To investigate host and drug effects on glucose metabolism in acute falciparum malaria, 10 previously untreated, fasting Thai males with uncomplicated infections were given a 2‐h intravenous glucose infusion (5 mg/kg ideal body weight min) with an infusion of quinine dihydrochloride (10 mg/kg body weight) during the second hour. Eight patients were restudied in convalescence. Fasting plasma glucose (mean ± SD) and insulin (geometric mean (— SD to + SD)) were higher during acute illness (5.5 ± 1.0 mmol/l and 6.2 (5.0–7.7) mU/l) than in convalescence (4.2 ± 0.25 mmol/l and 3.7 (2.1–6.7) mU/l; P <0.001 and P = 0.058 respectively). After 1 h, both plasma glucose (9.3 ± 1.4 vs 7.5 ± 0.8 mmol/l, P < 0.001) and insulin (21.2 (13.8–32.5) vs 15.2 (11.2–20.8) mU/l, P = 0.089) remained higher during acute illness; mathematical model (CIGMA) assessment of these values indicated lower tissue insulin sensitivity on admission (97% (71–134)) than in convalescence (139% (109–178), P < 0.025) but normal beta‐cell function on both occasions.
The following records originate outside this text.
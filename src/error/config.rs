use super::ValidationError;
use std::path::PathBuf;
use thiserror::Error;

#[derive(Debug, Error)]
pub enum ConfigError {
    #[error("Failed to read config '{path}': {source}")]
    ReadConfig {
        path: PathBuf,
        #[source]
        source: std::io::Error,
    },
    #[error("Failed to parse TOML config '{path}': {source}")]
    ParseToml {
        path: PathBuf,
        #[source]
        source: toml::de::Error,
    },
    #[error("Failed to parse JSON config '{path}': {source}")]
    ParseJson {
        path: PathBuf,
        #[source]
        source: serde_json::Error,
    },
    #[error("Unsupported config extension '{ext}'. Use .toml or .json.")]
    UnsupportedExtension { ext: String },
    #[error("Config file must have .toml or .json extension.")]
    MissingExtension,
    #[error("Missing required parameter --{flag} (or environment variable {env}).")]
    MissingParameter {
        flag: &'static str,
        env: &'static str,
    },
    #[error("Config '{field}' is invalid: {source}")]
    InvalidField {
        field: &'static str,
        #[source]
        source: ValidationError,
    },
    #[error("Retry minimum delay must not exceed the maximum delay.")]
    RetryBoundsInverted,
    #[error("At least one quantile is required.")]
    NoQuantiles,
    #[error("Failed to read client cert '{path}': {source}")]
    ReadCert {
        path: PathBuf,
        #[source]
        source: std::io::Error,
    },
    #[error("Failed to read client key '{path}': {source}")]
    ReadKey {
        path: PathBuf,
        #[source]
        source: std::io::Error,
    },
    #[error("Failed to read server root CA '{path}': {source}")]
    ReadCacert {
        path: PathBuf,
        #[source]
        source: std::io::Error,
    },
    #[error("Invalid server root CA '{path}': {source}")]
    InvalidCacert {
        path: PathBuf,
        #[source]
        source: reqwest::Error,
    },
    #[error("Invalid client cert/key: {source}")]
    InvalidIdentity {
        #[source]
        source: reqwest::Error,
    },
    #[error("Invalid DD-API-KEY header value.")]
    InvalidApiKey,
    #[error("Failed to build HTTP client: {source}")]
    BuildClientFailed {
        #[source]
        source: reqwest::Error,
    },
    #[error("Test expectation failed: {message}")]
    TestExpectation { message: &'static str },
    #[error("Test expectation failed: {message}: {value}")]
    TestExpectationValue {
        message: &'static str,
        value: String,
    },
}
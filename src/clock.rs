//! Time source for the poll loop and the retry policy.
use std::time::Duration;

use async_trait::async_trait;
use chrono::{DateTime, Utc};

#[async_trait]
pub trait Clock: Send + Sync {
    fn now(&self) -> DateTime<Utc>;

    async fn sleep(&self, duration: Duration);
}

/// Wall clock backed by tokio timers.
#[derive(Debug, Clone, Copy, Default)]
pub struct SystemClock;

#[async_trait]
impl Clock for SystemClock {
    fn now(&self) -> DateTime<Utc> {
        Utc::now()
    }

    async fn sleep(&self, duration: Duration) {
        tokio::time::sleep(duration).await;
    }
}

#[cfg(test)]
pub(crate) use manual::ManualClock;
use std::process::ExitCode;

fn main() -> ExitCode {
    promql_to_dd::entry::run()
}
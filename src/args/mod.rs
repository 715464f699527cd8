//! CLI argument types and parsing helpers.
mod cli;
mod defaults;
pub(crate) mod parsers;
mod types;

#[cfg(test)]
pub(crate) mod test_support;

pub use cli::BridgeArgs;
pub use types::{FailurePolicy, PositiveU64, PositiveUsize};

pub(crate) use defaults::{
    ACCOUNT_HOST_SUFFIX, DEFAULT_CHUNK_SIZE, DEFAULT_CONFIG_FILES, DEFAULT_STEP_SECS,
    DEFAULT_USER_AGENT,
};
pub(crate) use parsers::parse_duration_value;
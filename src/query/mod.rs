//! PromQL construction and metric-name classification.
mod catalog;
mod promql;
mod quantile;

pub use catalog::{BUCKET_SUFFIX, MetricCatalog, is_histogram_name};
pub use promql::{HISTOGRAM_GROUP_BY, RATE_RANGE, counter_query, histogram_quantile_query};
pub use quantile::{DEFAULT_QUANTILES, Quantile};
Two‐hour plasma glucose (9.5 ± 2.0 mmol/l) and insulin (81.8 (51.5–129.9) mU/l) concentrations during acute illness were also significantly higher than in convalescence (7.2 ± 1.2 mmol/l and 40.1 (23.5–68.4) mU/l, P ± 0.025) despite similar end‐infusion free plasma quinine concentrations (P> 0.5). Basal plasma free fatty acid concentrations were increased in acute illness (0.68 ±.24 vs 0.21 ± 0.12 mmol/l, P < 0.001) but fell to low levels at 2 h in both studies. These data suggest tissue insulin resistance and augmented quinine‐stimulated insulin secretion in acute falciparum malaria, factors which are likely to influence the clinical situation in which malaria‐associated hypoglycaemia occurs. © 1990 Blackwell Scientific Publications Ltd.